Dataset excerpts: Begin

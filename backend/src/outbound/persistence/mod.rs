//! PostgreSQL persistence adapters using Diesel ORM.
//!
//! Concrete implementations of the domain's driven ports, backed by
//! PostgreSQL through `diesel-async` and a `bb8` connection pool.
//!
//! - Repository adapters translate between row structs and domain types and
//!   hold no business rules.
//! - Row structs (`models.rs`) and table definitions (`schema.rs`) stay
//!   private to this module.
//! - Every Diesel failure is mapped onto a port error with the driver's
//!   message kept verbatim.
//!
//! # Example
//!
//! ```ignore
//! use registrar::outbound::persistence::{DbPool, DieselStudentRepository, PoolConfig};
//!
//! let pool = DbPool::new(PoolConfig::new("postgres://localhost/registrar")).await?;
//! let students = DieselStudentRepository::new(pool);
//! ```

mod diesel_course_repository;
mod diesel_error_mapping;
mod diesel_registration_store;
mod diesel_student_repository;
mod diesel_teacher_repository;
mod fixture;
mod migrations;
mod models;
mod pool;
mod schema;

pub use diesel_course_repository::DieselCourseRepository;
pub use diesel_registration_store::{DieselRegistrationStore, DieselRegistrationTransaction};
pub use diesel_student_repository::DieselStudentRepository;
pub use diesel_teacher_repository::DieselTeacherRepository;
pub use fixture::{FixtureError, load_fixture, read_fixture, split_statements};
pub use migrations::{MigrationError, run_migrations};
pub use pool::{DbPool, PoolConfig, PoolError};
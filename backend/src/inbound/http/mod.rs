//! HTTP inbound adapter exposing the REST API.
//!
//! Routes are mounted at the root: `/students`, `/teachers`, `/courses`.
//! Handlers depend only on the driving
//! ports in [`state::HttpState`].

use actix_web::web;

pub mod courses;
pub mod error;
pub mod health;
pub mod schemas;
pub mod state;
pub mod students;
pub mod teachers;
#[cfg(test)]
pub(crate) mod test_utils;
pub(crate) mod validation;

pub use error::ApiResult;

/// Register every handler at the root along with the extractor error
/// handlers.
///
/// The caller supplies [`state::HttpState`] as `web::Data`.
pub fn configure_api(cfg: &mut web::ServiceConfig) {
    cfg.app_data(web::JsonConfig::default().error_handler(error::json_error_handler))
        .app_data(web::PathConfig::default().error_handler(error::path_error_handler))
        .service(students::register_course)
        .service(students::create_student)
        .service(students::list_students)
        .service(students::get_student)
        .service(students::update_student)
        .service(students::delete_student)
        .service(teachers::create_teacher)
        .service(teachers::get_teacher)
        .service(teachers::update_teacher)
        .service(teachers::delete_teacher)
        .service(courses::create_course)
        .service(courses::get_course)
        .service(courses::update_course)
        .service(courses::delete_course);
}
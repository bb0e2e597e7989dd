//! Personal details shared by students and teachers, plus the row-id newtype
//! macro used by every stored entity.

/// Define a store-assigned integer identity newtype.
macro_rules! define_row_id {
    ($(#[$meta:meta])* $name:ident) => {
        $(#[$meta])*
        #[derive(Debug, Clone, Copy, PartialEq, Eq, Hash, PartialOrd, Ord)]
        pub struct $name(i32);

        impl $name {
            /// Wrap a raw identity value.
            pub const fn new(value: i32) -> Self {
                Self(value)
            }

            /// Return the raw identity value.
            pub const fn get(self) -> i32 {
                self.0
            }
        }

        impl From<i32> for $name {
            fn from(value: i32) -> Self {
                Self(value)
            }
        }

        impl std::fmt::Display for $name {
            fn fmt(&self, f: &mut std::fmt::Formatter<'_>) -> std::fmt::Result {
                write!(f, "{}", self.0)
            }
        }
    };
}

pub(crate) use define_row_id;

/// Name and birth date of a person as supplied by a client.
///
/// `date_of_birth` is kept as the raw text the client sent. The store casts it
/// to a timestamp and rejects anything it cannot parse, including an empty
/// string, so no date parsing happens in the domain.
#[derive(Debug, Clone, PartialEq, Eq, Default)]
pub struct PersonDetails {
    pub first_name: String,
    pub last_name: String,
    pub date_of_birth: String,
}

impl PersonDetails {
    /// Build details from borrowed parts.
    ///
    /// # Examples
    /// ```
    /// use registrar::domain::PersonDetails;
    ///
    /// let person = PersonDetails::new("Ada", "Lovelace", "12/10/1815");
    /// assert_eq!(person.first_name, "Ada");
    /// ```
    pub fn new(
        first_name: impl Into<String>,
        last_name: impl Into<String>,
        date_of_birth: impl Into<String>,
    ) -> Self {
        Self {
            first_name: first_name.into(),
            last_name: last_name.into(),
            date_of_birth: date_of_birth.into(),
        }
    }
}
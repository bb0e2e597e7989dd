//! PostgreSQL-backed `RegistrationStore` using an explicit Diesel
//! transaction on an owned pooled connection.
//!
//! The transaction lives as long as the [`DieselRegistrationTransaction`].
//! If one is dropped before `commit` or `rollback` (for example when the
//! request future is cancelled), the connection goes back to the pool with an
//! open transaction; bb8 treats that connection as broken and closes it, and
//! PostgreSQL aborts the transaction on disconnect.

use async_trait::async_trait;
use diesel::sql_types::{Integer, Text};
use diesel_async::pooled_connection::bb8::PooledConnection;
use diesel_async::{AnsiTransactionManager, AsyncPgConnection, RunQueryDsl, TransactionManager};
use tracing::{debug, warn};

use crate::domain::ports::{RegistrationStore, RegistrationStoreError, RegistrationTransaction};
use crate::domain::{CourseId, NewCourse, NewStudent, PersonDetails, StudentId, TeacherId};

use super::diesel_error_mapping::{classify, map_statement_error};
use super::models::{InsertedIdRow, NewEnrollmentRow};
use super::pool::DbPool;
use super::schema::students_courses;

const INSERT_STUDENT: &str = "INSERT INTO students (student_id, first_name, last_name, date_of_birth) \
     VALUES ($1, $2, $3, $4::timestamp) RETURNING id";

const INSERT_TEACHER: &str = "INSERT INTO teachers (first_name, last_name, date_of_birth) \
     VALUES ($1, $2, $3::timestamp) RETURNING id";

const INSERT_COURSE: &str = "INSERT INTO courses (name, start_time, end_time, teacher_id) \
     VALUES ($1, $2::timestamp, $3::timestamp, $4) RETURNING id";

type OwnedConnection = PooledConnection<'static, AsyncPgConnection>;

/// Diesel-backed implementation of the `RegistrationStore` port.
#[derive(Clone)]
pub struct DieselRegistrationStore {
    pool: DbPool,
}

impl DieselRegistrationStore {
    pub fn new(pool: DbPool) -> Self {
        Self { pool }
    }
}

#[async_trait]
impl RegistrationStore for DieselRegistrationStore {
    async fn begin(&self) -> Result<Box<dyn RegistrationTransaction>, RegistrationStoreError> {
        let mut conn = self
            .pool
            .get_owned()
            .await
            .map_err(|err| RegistrationStoreError::connection(err.to_string()))?;
        AnsiTransactionManager::begin_transaction(&mut *conn)
            .await
            .map_err(|err| RegistrationStoreError::connection(classify(err).1))?;
        debug!("registration transaction opened");
        Ok(Box::new(DieselRegistrationTransaction { conn }))
    }
}

/// An open registration transaction holding its own connection.
pub struct DieselRegistrationTransaction {
    conn: OwnedConnection,
}

#[async_trait]
impl RegistrationTransaction for DieselRegistrationTransaction {
    async fn insert_student(
        &mut self,
        student: &NewStudent,
    ) -> Result<StudentId, RegistrationStoreError> {
        let row: InsertedIdRow = diesel::sql_query(INSERT_STUDENT)
            .bind::<Text, _>(student.student_code.as_str())
            .bind::<Text, _>(student.person.first_name.as_str())
            .bind::<Text, _>(student.person.last_name.as_str())
            .bind::<Text, _>(student.person.date_of_birth.as_str())
            .get_result(&mut *self.conn)
            .await
            .map_err(map_statement_error)?;
        Ok(StudentId::new(row.id))
    }

    async fn insert_teacher(
        &mut self,
        teacher: &PersonDetails,
    ) -> Result<TeacherId, RegistrationStoreError> {
        let row: InsertedIdRow = diesel::sql_query(INSERT_TEACHER)
            .bind::<Text, _>(teacher.first_name.as_str())
            .bind::<Text, _>(teacher.last_name.as_str())
            .bind::<Text, _>(teacher.date_of_birth.as_str())
            .get_result(&mut *self.conn)
            .await
            .map_err(map_statement_error)?;
        Ok(TeacherId::new(row.id))
    }

    async fn insert_course(
        &mut self,
        course: &NewCourse,
    ) -> Result<CourseId, RegistrationStoreError> {
        let row: InsertedIdRow = diesel::sql_query(INSERT_COURSE)
            .bind::<Text, _>(course.details.name.as_str())
            .bind::<Text, _>(course.details.start_time.as_str())
            .bind::<Text, _>(course.details.end_time.as_str())
            .bind::<Integer, _>(course.teacher_id.get())
            .get_result(&mut *self.conn)
            .await
            .map_err(map_statement_error)?;
        Ok(CourseId::new(row.id))
    }

    async fn link_enrollment(
        &mut self,
        student_id: StudentId,
        course_id: CourseId,
    ) -> Result<(), RegistrationStoreError> {
        diesel::insert_into(students_courses::table)
            .values(NewEnrollmentRow {
                student_id: student_id.get(),
                course_id: course_id.get(),
            })
            .execute(&mut *self.conn)
            .await
            .map_err(map_statement_error)?;
        Ok(())
    }

    async fn commit(self: Box<Self>) -> Result<(), RegistrationStoreError> {
        let mut conn = self.conn;
        let Err(error) = AnsiTransactionManager::commit_transaction(&mut *conn).await else {
            debug!("registration transaction committed");
            return Ok(());
        };
        let (_, message) = classify(error);
        if let Err(rollback_error) = AnsiTransactionManager::rollback_transaction(&mut *conn).await {
            debug!(error = %rollback_error, "rollback after failed commit did not run");
        }
        Err(RegistrationStoreError::commit(message))
    }

    async fn rollback(self: Box<Self>) {
        let mut conn = self.conn;
        match AnsiTransactionManager::rollback_transaction(&mut *conn).await {
            Ok(()) => debug!("registration transaction rolled back"),
            Err(error) => warn!(%error, "registration rollback failed; connection will be discarded"),
        }
    }
}
//! Diesel table definitions for the PostgreSQL schema.
//!
//! These definitions must match `backend/migrations` exactly. Date columns
//! are read through `sql_query` with `to_char` so rows reach the domain as
//! text; the DSL is used for deletes and the enrollment link.

diesel::table! {
    teachers (id) {
        id -> Int4,
        first_name -> Varchar,
        last_name -> Varchar,
        date_of_birth -> Timestamp,
    }
}

diesel::table! {
    /// `student_id` holds the generated six-character display identifier.
    students (id) {
        id -> Int4,
        student_id -> Varchar,
        first_name -> Varchar,
        last_name -> Varchar,
        date_of_birth -> Timestamp,
    }
}

diesel::table! {
    courses (id) {
        id -> Int4,
        name -> Varchar,
        start_time -> Timestamp,
        end_time -> Timestamp,
        teacher_id -> Int4,
    }
}

diesel::table! {
    /// Enrollment join rows.
    students_courses (student_id, course_id) {
        student_id -> Int4,
        course_id -> Int4,
    }
}

diesel::joinable!(courses -> teachers (teacher_id));
diesel::joinable!(students_courses -> courses (course_id));
diesel::joinable!(students_courses -> students (student_id));

diesel::allow_tables_to_appear_in_same_query!(courses, students, students_courses, teachers);
//! Driving port for registering a new student on a new course.

use async_trait::async_trait;

use crate::domain::{CourseOffering, Error, PersonDetails, Registration};

/// Inbound contract for the registration workflow.
///
/// One call creates a student, a teacher, a course, and the enrollment that
/// joins them, all inside a single transaction. Calls are not idempotent:
/// repeating identical input creates new rows each time.
#[cfg_attr(test, mockall::automock)]
#[async_trait]
pub trait CourseRegistration: Send + Sync {
    /// Register `student` on `course`.
    ///
    /// # Errors
    ///
    /// Returns an error when identifier generation fails, no transaction can
    /// be opened, any statement is rejected, or the commit fails. Nothing is
    /// persisted in any of these cases.
    async fn register_course(
        &self,
        student: PersonDetails,
        course: CourseOffering,
    ) -> Result<Registration, Error>;
}
//! Port abstraction for student persistence.

use async_trait::async_trait;

use crate::domain::{NewStudent, PersonDetails, Student, StudentId};

use super::RepositoryError;

#[cfg_attr(test, mockall::automock)]
#[async_trait]
pub trait StudentRepository: Send + Sync {
    /// Insert a student and return the stored row.
    async fn create(&self, student: &NewStudent) -> Result<Student, RepositoryError>;

    /// Fetch every student ordered by identity.
    async fn list(&self) -> Result<Vec<Student>, RepositoryError>;

    async fn find_by_id(&self, id: StudentId) -> Result<Option<Student>, RepositoryError>;

    /// Replace a student's personal details. The display identifier is kept.
    ///
    /// Returns `None` when no row has the given identity.
    async fn update(
        &self,
        id: StudentId,
        person: &PersonDetails,
    ) -> Result<Option<Student>, RepositoryError>;

    /// Delete a student, returning whether a row was removed.
    async fn delete(&self, id: StudentId) -> Result<bool, RepositoryError>;
}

Dataset excerpts: End

Task statement
Only lines containing the string "using" belong in the answer; find them in the data above and copy them.

Result of this task
//! PostgreSQL persistence adapters using Diesel ORM.
//! PostgreSQL-backed `RegistrationStore` using an explicit Diesel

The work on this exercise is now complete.